Therapie der nichtentzündlichen Schmerzphasen

Bei Patienten mit bekannter AS kann es neben den entzündlichen auch zu nichtentzündlichen Schmerzen durch Tendinosen, Tendomyosen und Myogelosen sowie Wirbelkörperfrakturen kommen. In diesem Fall ist eine antiphlogistische Therapie nicht indiziert.
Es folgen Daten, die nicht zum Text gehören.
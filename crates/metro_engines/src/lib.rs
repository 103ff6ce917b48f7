#![forbid(unsafe_code)]

pub mod channel;
pub mod config;
pub mod indicator;
pub mod register;
pub mod run;
pub mod slot;
pub mod threshold;

pub use config::{ClassLimitTable, ConfigError, EngineConfig, IndicatorPolicyKind};
pub use run::RunClassifier;
pub use slot::SlotClassifier;
pub use threshold::{ResolvedThreshold, ThresholdResolver};
#![forbid(unsafe_code)]

pub mod classify_cli;
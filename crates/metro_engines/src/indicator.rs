#![forbid(unsafe_code)]

use std::fmt::Debug;
use std::sync::Arc;

use metro_kernel_contracts::bench::BenchKind;

use crate::config::IndicatorPolicyKind;

pub const TEN_SLOT_EXPECTED_TOKEN: &str = "+";
pub const DEFAULT_EXPECTED_TOKEN: &str = "OK";
pub const REJECTION_TOKENS: [&str; 4] = ["REPROVADO", "NOK", "FAIL", "-"];

/// Decides whether a slot's visual indicator verdict counts as a failure.
///
/// The two lab conventions disagree on some tokens, so a deployment picks one.
pub trait IndicatorPolicy: Debug + Send + Sync {
    fn name(&self) -> &'static str;
    fn indicator_fails(&self, token: &str, bench: BenchKind) -> bool;
}

/// Exact match against the token the bench prints for a pass.
#[derive(Debug, Clone, Copy, Default)]
pub struct BenchTokenPolicy;

impl BenchTokenPolicy {
    pub fn expected_token(bench: BenchKind) -> &'static str {
        match bench {
            BenchKind::TenSlot => TEN_SLOT_EXPECTED_TOKEN,
            BenchKind::TwentySlot | BenchKind::Other => DEFAULT_EXPECTED_TOKEN,
        }
    }
}

impl IndicatorPolicy for BenchTokenPolicy {
    fn name(&self) -> &'static str {
        "BENCH_TOKEN"
    }

    fn indicator_fails(&self, token: &str, bench: BenchKind) -> bool {
        token.trim() != Self::expected_token(bench)
    }
}

/// Fails on any known rejection token; everything else passes.
#[derive(Debug, Clone, Copy, Default)]
pub struct BlocklistPolicy;

impl IndicatorPolicy for BlocklistPolicy {
    fn name(&self) -> &'static str {
        "BLOCKLIST"
    }

    fn indicator_fails(&self, token: &str, _bench: BenchKind) -> bool {
        let upper = token.trim().to_uppercase();
        REJECTION_TOKENS.contains(&upper.as_str())
    }
}

pub fn policy_for(kind: IndicatorPolicyKind) -> Arc<dyn IndicatorPolicy> {
    match kind {
        IndicatorPolicyKind::BenchToken => Arc::new(BenchTokenPolicy),
        IndicatorPolicyKind::Blocklist => Arc::new(BlocklistPolicy),
    }
}

#[derive(Debug, Clone)]
pub struct IndicatorEvaluator {
    policy: Arc<dyn IndicatorPolicy>,
}

impl IndicatorEvaluator {
    pub fn new(policy: Arc<dyn IndicatorPolicy>) -> Self {
        Self { policy }
    }

    pub fn policy_name(&self) -> &'static str {
        self.policy.name()
    }

    pub fn has_failure(&self, token: &str, bench: BenchKind) -> bool {
        self.policy.indicator_fails(token, bench)
    }
}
Vielmehr sollte durch physikalische und medikamentös analgetische Therapieansätze versucht werden, eine Schmerzlinderung zu erzielen.
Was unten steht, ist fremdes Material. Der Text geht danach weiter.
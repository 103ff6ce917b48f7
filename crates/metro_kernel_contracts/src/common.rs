#![forbid(unsafe_code)]

use serde::{Deserialize, Serialize};

#[derive(
    Debug, Clone, Copy, PartialEq, Eq, PartialOrd, Ord, Hash, Serialize, Deserialize,
)]
pub struct SchemaVersion(pub u32);

#[derive(Debug, Clone, Copy, PartialEq, Eq, PartialOrd, Ord, Hash)]
pub struct ReasonCodeId(pub u32);

#[derive(Debug, Clone, PartialEq)]
pub enum ContractViolation {
    InvalidValue {
        field: &'static str,
        reason: &'static str,
    },
    InvalidRange {
        field: &'static str,
        min: f64,
        max: f64,
        got: f64,
    },
    NotFinite {
        field: &'static str,
    },
    /// A column the declared bench size requires is not present in the input row.
    MissingColumn {
        column: String,
    },
}

impl std::fmt::Display for ContractViolation {
    fn fmt(&self, f: &mut std::fmt::Formatter<'_>) -> std::fmt::Result {
        match self {
            Self::InvalidValue { field, reason } => write!(f, "{field}: {reason}"),
            Self::InvalidRange {
                field,
                min,
                max,
                got,
            } => write!(f, "{field}: {got} outside {min}..={max}"),
            Self::NotFinite { field } => write!(f, "{field}: must be finite"),
            Self::MissingColumn { column } => write!(f, "missing column: {column}"),
        }
    }
}

impl std::error::Error for ContractViolation {}

pub trait Validate {
    fn validate(&self) -> Result<(), ContractViolation>;
}

pub(crate) fn validate_finite_range(
    field: &'static str,
    value: f64,
    min: f64,
    max: f64,
) -> Result<(), ContractViolation> {
    if !value.is_finite() {
        return Err(ContractViolation::NotFinite { field });
    }
    if !(min..=max).contains(&value) {
        return Err(ContractViolation::InvalidRange {
            field,
            min,
            max,
            got: value,
        });
    }
    Ok(())
}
Physikalische Maßnahmen: Weichteilrheumatische Beschwerden in Form von Tendinosen und Myosen sprechen gut auf entsprechende Lagerung, eine lokale Wärmeapplikation, auf detonisierende Muskelmassagen und auf eine kontrollierte Bewegungstherapie an.
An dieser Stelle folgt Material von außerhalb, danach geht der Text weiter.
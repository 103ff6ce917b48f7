#![forbid(unsafe_code)]

use metro_engines::{EngineConfig, IndicatorPolicyKind, RunClassifier};
use metro_kernel_contracts::bench::ChannelId;
use metro_kernel_contracts::verdict::{FailureReason, SlotStatus};
use metro_os::classification::{
    reason_codes, ClassificationOutcome, ClassificationWiring, ClassificationWiringConfig,
};
use metro_os::ingest::{columns, TabularRow};
use metro_os::report::{daily_tallies, find_serial, RunReport};
use serde_json::{json, Value};

struct SlotCells {
    cn: Value,
    cp: Value,
    ci: Value,
    mv: &'static str,
    reg: Option<(f64, f64)>,
}

fn clean(mv: &'static str) -> SlotCells {
    SlotCells {
        cn: json!("0,10"),
        cp: json!("-0,20"),
        ci: json!("0.05%"),
        mv,
        reg: Some((100.0, 101.0)),
    }
}

fn ten_slot_row(
    run_id: u32,
    date: &str,
    class: &str,
    special: Vec<(u16, SlotCells)>,
) -> TabularRow {
    let mut row = TabularRow::new();
    row.insert(columns::RUN_ID.to_string(), json!(run_id));
    row.insert(columns::BENCH.to_string(), json!("BANC_10_POS"));
    row.insert(columns::CLASS.to_string(), json!(class));
    row.insert(columns::DATE.to_string(), json!(date));
    for pos in 1..=10u16 {
        let cells = special
            .iter()
            .position(|(p, _)| *p == pos)
            .map(|i| &special[i].1);
        let default = clean("+");
        let cells = cells.unwrap_or(&default);
        row.insert(columns::serial(pos), json!(format!("MTR{run_id}-{pos:02}")));
        row.insert(columns::channel(pos, "CN"), cells.cn.clone());
        row.insert(columns::channel(pos, "CP"), cells.cp.clone());
        row.insert(columns::channel(pos, "CI"), cells.ci.clone());
        row.insert(columns::indicator(pos), json!(cells.mv));
        if let Some((start, end)) = cells.reg {
            row.insert(columns::register_start(pos), json!(start));
            row.insert(columns::register_end(pos), json!(end));
        }
    }
    row
}

fn wiring(config: EngineConfig) -> ClassificationWiring<RunClassifier> {
    ClassificationWiring::new(
        ClassificationWiringConfig::mvp_v1(),
        RunClassifier::new(config).unwrap(),
    )
}

fn classify(config: EngineConfig, row: &TabularRow) -> RunReport {
    match wiring(config).classify_row(row).unwrap() {
        ClassificationOutcome::Classified(report) => report,
        ClassificationOutcome::Refused { message, .. } => panic!("refused: {message}"),
    }
}

#[test]
fn at_classification_db_01_against_consumer_needs_two_independent_signals() {
    let row = ten_slot_row(
        1,
        "02/06/25",
        "B",
        vec![
            (
                1,
                SlotCells {
                    cn: json!("2,0"),
                    ..clean("OK")
                },
            ),
            (
                2,
                SlotCells {
                    cn: json!("-2,0"),
                    ..clean("OK")
                },
            ),
        ],
    );
    let report = classify(EngineConfig::mvp_v1(), &row);

    let ac = &report.slots[0];
    assert_eq!(ac.status, SlotStatus::AgainstConsumer);
    assert_eq!(ac.reasons, vec![FailureReason::AgainstConsumer]);
    assert_eq!(ac.against_consumer_points, 2);

    let rejected = &report.slots[1];
    assert_eq!(rejected.status, SlotStatus::Rejected);
    assert_eq!(
        rejected.reasons,
        vec![FailureReason::Accuracy, FailureReason::Indicator]
    );
    assert_eq!(rejected.failing_channels, vec![ChannelId::Nominal]);

    assert_eq!(report.tally.against_consumer, 1);
    assert_eq!(report.tally.rejected, 1);
    assert_eq!(report.tally.approved, 8);
}

#[test]
fn at_classification_db_02_register_increment_direction_matters() {
    let row = ten_slot_row(
        2,
        "02/06/25",
        "B",
        vec![
            (
                3,
                SlotCells {
                    reg: Some((100.0, 102.0)),
                    ..clean("+")
                },
            ),
            (
                4,
                SlotCells {
                    reg: Some((100.0, 100.5)),
                    ..clean("+")
                },
            ),
            (5, SlotCells { reg: None, ..clean("+") }),
        ],
    );
    let report = classify(EngineConfig::mvp_v1(), &row);
    assert_eq!(report.slots[2].status, SlotStatus::Rejected);
    assert_eq!(report.slots[2].reasons, vec![FailureReason::Register]);
    assert_eq!(report.slots[2].register_delta, Some(2.0));
    assert_eq!(report.slots[3].status, SlotStatus::Rejected);
    assert_eq!(report.slots[3].against_consumer_points, 0);
    assert_eq!(report.slots[4].status, SlotStatus::Approved);
    assert_eq!(report.slots[4].readings.register_start, "-");
}

#[test]
fn at_classification_db_03_guardband_only_when_configured() {
    let row = ten_slot_row(
        3,
        "03/06/25",
        "B",
        vec![(
            6,
            SlotCells {
                ci: json!("1,2%"),
                ..clean("+")
            },
        )],
    );
    let plain = classify(EngineConfig::mvp_v1(), &row);
    assert_eq!(plain.slots[5].status, SlotStatus::Approved);
    assert_eq!(plain.guardband_used, None);

    let guarded = classify(EngineConfig::with_guardband_v1(), &row);
    assert_eq!(guarded.slots[5].status, SlotStatus::CriticalZone);
    assert_eq!(guarded.slots[5].guardband_channels, vec![ChannelId::Low]);
    assert!(guarded.slots[5].reasons.is_empty());
    assert_eq!(guarded.tally.critical_zone, 1);
    assert_eq!(guarded.tally.approval_rate_pct(), 100.0);
}

#[test]
fn at_classification_db_04_indicator_policy_is_a_deployment_choice() {
    let row = ten_slot_row(4, "03/06/25", "A", vec![(7, clean("OK"))]);
    let bench_token = classify(EngineConfig::mvp_v1(), &row);
    assert_eq!(bench_token.slots[6].status, SlotStatus::Rejected);
    assert_eq!(bench_token.slots[6].reasons, vec![FailureReason::Indicator]);

    let mut cfg = EngineConfig::mvp_v1();
    cfg.indicator_policy = IndicatorPolicyKind::Blocklist;
    let blocklist = classify(cfg, &row);
    assert_eq!(blocklist.slots[6].status, SlotStatus::Approved);
}

#[test]
fn at_classification_db_05_electromechanical_class_widens_limit() {
    let row = ten_slot_row(
        5,
        "04/06/25",
        "B ELETROMEC",
        vec![(
            1,
            SlotCells {
                cn: json!("3,5"),
                ..clean("+")
            },
        )],
    );
    let report = classify(EngineConfig::mvp_v1(), &row);
    assert_eq!(report.limit_used, 4.0);
    assert_eq!(report.slots[0].status, SlotStatus::Approved);
    assert_eq!(report.slots[0].limit_used, 4.0);
}

#[test]
fn at_classification_db_06_batch_keeps_order_and_collects_bad_rows() {
    let mut broken = ten_slot_row(7, "05/06/25", "B", vec![]);
    broken.remove(&columns::channel(4, "CN"));
    let rows = vec![
        ten_slot_row(6, "05/06/25", "B", vec![]),
        broken,
        ten_slot_row(8, "04/06/25", "C", vec![]),
    ];

    let parallel = wiring(EngineConfig::mvp_v1()).classify_batch(&rows);
    let sequential = ClassificationWiring::new(
        ClassificationWiringConfig {
            include_not_tested_slots: true,
            parallel_batch: false,
        },
        RunClassifier::mvp_v1(),
    )
    .classify_batch(&rows);
    assert_eq!(parallel, sequential);

    let ids: Vec<&str> = parallel.reports.iter().map(|r| r.run_id.as_str()).collect();
    assert_eq!(ids, vec!["6", "8"]);
    assert_eq!(parallel.issues.len(), 1);
    assert_eq!(parallel.issues[0].row_index, 1);
    assert_eq!(
        parallel.issues[0].reason_code,
        reason_codes::CLASSIFY_ROW_REJECTED.0
    );
    assert!(parallel.issues[0].message.contains("P4_CN"));

    let days = daily_tallies(&parallel.reports);
    assert_eq!(days.len(), 2);
    assert_eq!(days[0].date, "04/06/25");
    assert_eq!(days[1].tally.approved, 10);
}

#[test]
fn at_classification_db_07_serial_search_spans_runs() {
    let rows = vec![
        ten_slot_row(10, "06/06/25", "B", vec![]),
        ten_slot_row(11, "06/06/25", "B", vec![]),
    ];
    let batch = wiring(EngineConfig::mvp_v1()).classify_batch(&rows);
    let hits = find_serial(&batch.reports, "mtr11-0");
    assert_eq!(hits.len(), 9);
    assert!(hits.iter().all(|h| h.run_id == "11"));
    assert!(find_serial(&batch.reports, "   ").is_empty());
}

#[test]
fn at_classification_db_08_all_absent_channels_short_circuit() {
    let row = ten_slot_row(
        12,
        "07/06/25",
        "B",
        vec![(
            9,
            SlotCells {
                cn: Value::Null,
                cp: json!(""),
                ci: json!("abc"),
                mv: "NOK",
                reg: Some((1.0, 5.0)),
            },
        )],
    );
    let report = classify(EngineConfig::mvp_v1(), &row);
    assert_eq!(report.slots[8].status, SlotStatus::NotTested);
    assert!(report.slots[8].reasons.is_empty());
    assert_eq!(report.slots[8].readings.low, "abc");
    assert_eq!(report.tally.not_tested, 1);
    let reports = vec![report];
    assert!(find_serial(&reports, "MTR12-09").is_empty());
    assert_eq!(find_serial(&reports, "MTR12-08").len(), 1);
}

#[test]
fn at_classification_db_09_noisy_free_text_still_classifies_every_slot() {
    let mut row = ten_slot_row(13, "08/06/25", "B", vec![]);
    row.insert(columns::indicator(3), json!(format!("+ {}", "x".repeat(70))));
    row.insert(columns::serial(5), json!("AB\t123"));
    row.insert(
        columns::CLASS.to_string(),
        json!(format!("B (medidor eletronico {})", "monofasico ".repeat(6))),
    );

    let report = classify(EngineConfig::mvp_v1(), &row);
    assert_eq!(report.slots.len(), 10);
    assert_eq!(report.limit_used, 1.3);
    assert_eq!(report.slots[2].status, SlotStatus::Rejected);
    assert_eq!(report.slots[2].reasons, vec![FailureReason::Indicator]);
    assert_eq!(report.slots[4].serial, "AB 123");
    assert_eq!(report.slots[4].status, SlotStatus::Approved);
    assert_eq!(report.tally.approved, 9);
}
Analgetika: Zudem kann eine analgetische Therapie mit peripheren Analgetika wie Paracetamol und Metamizol sowie Tramadol versucht werden. Allerdings fehlen für die genannten Analgetika klinische Studien, die eine Wirksamkeit bei nichtentzündlichen Schmerzen im Rahmen einer AS belegen würden. Kurzzeitig eingesetzte Myotonolytika und eine Neuraltherapie mit Lokalanästhetika sind bei weichteilrheumatischen Schmerzen ebenfalls klinisch wirksam; es fehlt jedoch auch für diese Substanzen die Evidenz aus klinischen Studien. Bei ungenügender Wirksamkeit der genannten nicht-pharmakologischen und pharmakologischen analgetischen Maßnahmen können ersatzweise oder additiv NSAR versucht werden; der Einsatz von TNF-Blockern ist in dieser Situation kontraindiziert.

Zusammenfassung

Bei AS sind Schmerzen das Hauptsymptom der Erkrankung. Da die Schmerzen entzündlicher als auch nichtentzündlicher Natur sein können, sollte vor jeder therapeutischen Intervention versucht werden, die vorhandenen Schmerzen zu kategorisieren. Liegt ein entzündlicher Schmerz vor, ist eine antiphlogistische Therapie mit NSAR, begleitet von heilgymnastischen Übungen (Bechterew-Gymnas­tik), indiziert. Sind beide Maßnahmen – auch nach einem Wechsel des NSAR – nicht ausreichend wirksam und liegen weiterhin unakzeptabel intensive entzündliche Schmerzen vor, besteht die Indikation einer antiphlogistischen Therapie mit TNF-Blockern.
Liegt hingegen bei AS-Patienten ein nichtentzündlicher Schmerz vor, sollten NSAR erst nach der Anwendung von physikalischen Maßnahmen und der Applikation von reinen Analgetika in ausreichender Dosierung zum Einsatz kommen.